#### [Task description]
If a line in the data holds the string "target", list it.

[Stored data entries]
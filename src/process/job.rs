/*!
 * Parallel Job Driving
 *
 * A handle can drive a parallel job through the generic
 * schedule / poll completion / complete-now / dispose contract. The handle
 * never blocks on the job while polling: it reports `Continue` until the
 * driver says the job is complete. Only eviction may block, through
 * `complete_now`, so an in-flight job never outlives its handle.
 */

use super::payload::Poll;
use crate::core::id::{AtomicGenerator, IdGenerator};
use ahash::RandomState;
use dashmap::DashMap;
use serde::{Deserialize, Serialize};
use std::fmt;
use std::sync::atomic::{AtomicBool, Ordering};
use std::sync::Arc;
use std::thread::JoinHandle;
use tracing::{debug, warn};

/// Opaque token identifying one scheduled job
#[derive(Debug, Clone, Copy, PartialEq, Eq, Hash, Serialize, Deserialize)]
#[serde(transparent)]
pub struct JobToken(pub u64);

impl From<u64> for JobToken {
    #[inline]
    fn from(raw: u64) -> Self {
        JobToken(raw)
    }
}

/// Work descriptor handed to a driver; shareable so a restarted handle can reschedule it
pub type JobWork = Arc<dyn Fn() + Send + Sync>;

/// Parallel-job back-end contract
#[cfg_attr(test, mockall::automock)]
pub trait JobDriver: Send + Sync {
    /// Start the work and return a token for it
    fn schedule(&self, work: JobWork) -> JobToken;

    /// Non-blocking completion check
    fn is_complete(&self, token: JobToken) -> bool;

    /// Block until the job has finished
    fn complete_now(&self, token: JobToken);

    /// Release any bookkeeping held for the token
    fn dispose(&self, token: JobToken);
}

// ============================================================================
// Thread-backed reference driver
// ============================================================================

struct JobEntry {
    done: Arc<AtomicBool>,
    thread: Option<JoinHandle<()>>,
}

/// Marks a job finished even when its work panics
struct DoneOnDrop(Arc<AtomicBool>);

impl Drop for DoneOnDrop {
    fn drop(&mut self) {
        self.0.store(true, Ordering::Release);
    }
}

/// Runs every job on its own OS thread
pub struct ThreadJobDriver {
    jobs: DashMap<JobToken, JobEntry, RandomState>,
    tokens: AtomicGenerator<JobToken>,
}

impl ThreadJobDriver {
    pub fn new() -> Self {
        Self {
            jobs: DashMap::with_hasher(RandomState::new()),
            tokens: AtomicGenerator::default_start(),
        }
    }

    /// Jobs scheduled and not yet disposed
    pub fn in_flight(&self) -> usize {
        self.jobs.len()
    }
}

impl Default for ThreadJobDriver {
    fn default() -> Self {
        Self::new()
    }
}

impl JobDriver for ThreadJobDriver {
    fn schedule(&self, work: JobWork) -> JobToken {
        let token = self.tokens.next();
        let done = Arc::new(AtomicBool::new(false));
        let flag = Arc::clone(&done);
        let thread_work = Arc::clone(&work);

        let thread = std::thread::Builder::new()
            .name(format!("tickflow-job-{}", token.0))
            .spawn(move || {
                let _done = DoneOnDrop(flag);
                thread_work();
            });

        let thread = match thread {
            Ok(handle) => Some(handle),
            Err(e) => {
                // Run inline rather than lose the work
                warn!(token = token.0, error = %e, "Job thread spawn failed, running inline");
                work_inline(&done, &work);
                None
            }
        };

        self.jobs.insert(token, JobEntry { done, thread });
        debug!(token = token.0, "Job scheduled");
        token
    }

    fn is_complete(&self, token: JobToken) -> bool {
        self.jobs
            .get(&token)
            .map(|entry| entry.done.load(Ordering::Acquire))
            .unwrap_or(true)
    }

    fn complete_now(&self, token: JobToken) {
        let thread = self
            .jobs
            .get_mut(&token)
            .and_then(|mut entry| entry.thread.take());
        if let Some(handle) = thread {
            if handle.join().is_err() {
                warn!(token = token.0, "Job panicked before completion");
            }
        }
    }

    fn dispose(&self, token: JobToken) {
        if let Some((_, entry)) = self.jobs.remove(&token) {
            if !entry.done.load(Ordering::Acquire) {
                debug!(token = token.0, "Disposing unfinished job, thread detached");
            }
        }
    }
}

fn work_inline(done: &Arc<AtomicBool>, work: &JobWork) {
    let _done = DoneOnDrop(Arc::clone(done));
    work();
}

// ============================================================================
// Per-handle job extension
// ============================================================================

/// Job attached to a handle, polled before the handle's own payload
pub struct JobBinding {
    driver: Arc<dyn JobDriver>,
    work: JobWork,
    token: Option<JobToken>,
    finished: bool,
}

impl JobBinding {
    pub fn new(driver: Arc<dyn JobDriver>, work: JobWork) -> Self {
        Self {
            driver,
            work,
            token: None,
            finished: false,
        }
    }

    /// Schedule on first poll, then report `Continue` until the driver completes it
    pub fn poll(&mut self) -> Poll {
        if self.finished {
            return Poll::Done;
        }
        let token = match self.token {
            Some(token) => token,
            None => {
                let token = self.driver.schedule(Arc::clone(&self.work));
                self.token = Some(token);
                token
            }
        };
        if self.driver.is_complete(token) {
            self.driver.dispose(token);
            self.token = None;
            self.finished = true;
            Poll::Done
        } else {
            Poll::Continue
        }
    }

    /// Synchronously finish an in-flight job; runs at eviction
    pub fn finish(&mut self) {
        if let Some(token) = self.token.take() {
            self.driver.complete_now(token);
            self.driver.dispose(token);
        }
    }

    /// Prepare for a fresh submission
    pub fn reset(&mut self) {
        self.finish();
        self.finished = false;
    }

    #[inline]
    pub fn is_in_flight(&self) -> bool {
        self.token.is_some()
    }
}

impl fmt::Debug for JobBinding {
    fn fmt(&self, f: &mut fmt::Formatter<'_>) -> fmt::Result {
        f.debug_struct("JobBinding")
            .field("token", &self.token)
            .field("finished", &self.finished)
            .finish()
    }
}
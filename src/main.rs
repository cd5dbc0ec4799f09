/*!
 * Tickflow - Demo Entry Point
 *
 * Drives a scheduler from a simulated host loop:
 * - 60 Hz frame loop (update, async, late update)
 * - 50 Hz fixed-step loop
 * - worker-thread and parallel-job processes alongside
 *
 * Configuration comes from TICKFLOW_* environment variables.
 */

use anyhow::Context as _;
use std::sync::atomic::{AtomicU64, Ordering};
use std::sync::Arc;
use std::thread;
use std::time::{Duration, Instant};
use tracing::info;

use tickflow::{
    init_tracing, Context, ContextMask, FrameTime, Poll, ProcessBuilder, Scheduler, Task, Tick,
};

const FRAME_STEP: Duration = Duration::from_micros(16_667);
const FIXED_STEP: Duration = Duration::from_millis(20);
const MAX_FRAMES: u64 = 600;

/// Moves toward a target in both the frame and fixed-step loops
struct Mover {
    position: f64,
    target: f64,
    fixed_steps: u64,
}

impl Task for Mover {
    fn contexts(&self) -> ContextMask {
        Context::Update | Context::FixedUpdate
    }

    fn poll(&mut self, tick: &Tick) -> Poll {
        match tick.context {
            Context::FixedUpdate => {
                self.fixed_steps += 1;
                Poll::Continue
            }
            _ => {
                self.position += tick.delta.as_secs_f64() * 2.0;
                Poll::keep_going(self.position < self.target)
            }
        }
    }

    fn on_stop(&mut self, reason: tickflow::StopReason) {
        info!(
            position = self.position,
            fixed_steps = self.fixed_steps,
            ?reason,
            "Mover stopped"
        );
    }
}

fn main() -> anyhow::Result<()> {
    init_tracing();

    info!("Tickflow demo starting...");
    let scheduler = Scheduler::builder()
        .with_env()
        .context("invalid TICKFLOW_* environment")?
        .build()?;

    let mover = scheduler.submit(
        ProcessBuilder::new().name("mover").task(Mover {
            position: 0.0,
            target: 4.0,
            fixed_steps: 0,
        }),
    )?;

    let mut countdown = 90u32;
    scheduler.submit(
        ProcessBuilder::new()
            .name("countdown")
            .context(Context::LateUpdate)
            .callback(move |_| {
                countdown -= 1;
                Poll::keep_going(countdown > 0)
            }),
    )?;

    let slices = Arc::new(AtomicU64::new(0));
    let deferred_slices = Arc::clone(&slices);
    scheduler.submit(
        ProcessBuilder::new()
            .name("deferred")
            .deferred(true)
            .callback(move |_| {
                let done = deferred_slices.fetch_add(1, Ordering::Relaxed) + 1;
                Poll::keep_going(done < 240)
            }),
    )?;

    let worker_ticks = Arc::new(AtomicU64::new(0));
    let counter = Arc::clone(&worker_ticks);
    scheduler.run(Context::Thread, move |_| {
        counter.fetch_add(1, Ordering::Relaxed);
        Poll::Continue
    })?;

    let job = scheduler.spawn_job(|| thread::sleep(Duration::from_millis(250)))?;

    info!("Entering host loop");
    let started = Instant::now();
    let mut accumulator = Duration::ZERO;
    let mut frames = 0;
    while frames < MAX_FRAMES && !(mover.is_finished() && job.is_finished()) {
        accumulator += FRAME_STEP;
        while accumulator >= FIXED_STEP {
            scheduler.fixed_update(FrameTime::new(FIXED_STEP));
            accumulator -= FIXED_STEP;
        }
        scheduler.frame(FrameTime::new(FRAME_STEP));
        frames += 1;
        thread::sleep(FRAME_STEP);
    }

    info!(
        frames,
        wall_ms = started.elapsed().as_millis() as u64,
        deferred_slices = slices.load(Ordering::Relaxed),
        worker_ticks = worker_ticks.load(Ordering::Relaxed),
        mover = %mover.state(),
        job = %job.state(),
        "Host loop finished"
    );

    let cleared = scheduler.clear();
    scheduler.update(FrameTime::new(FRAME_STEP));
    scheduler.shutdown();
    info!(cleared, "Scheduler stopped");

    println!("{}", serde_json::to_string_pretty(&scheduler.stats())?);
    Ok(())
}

#### [Response to the exercise]
/// Moves toward a target in both the frame and fixed-step loops
    target: f64,
                Poll::keep_going(self.position < self.target)
            target: 4.0,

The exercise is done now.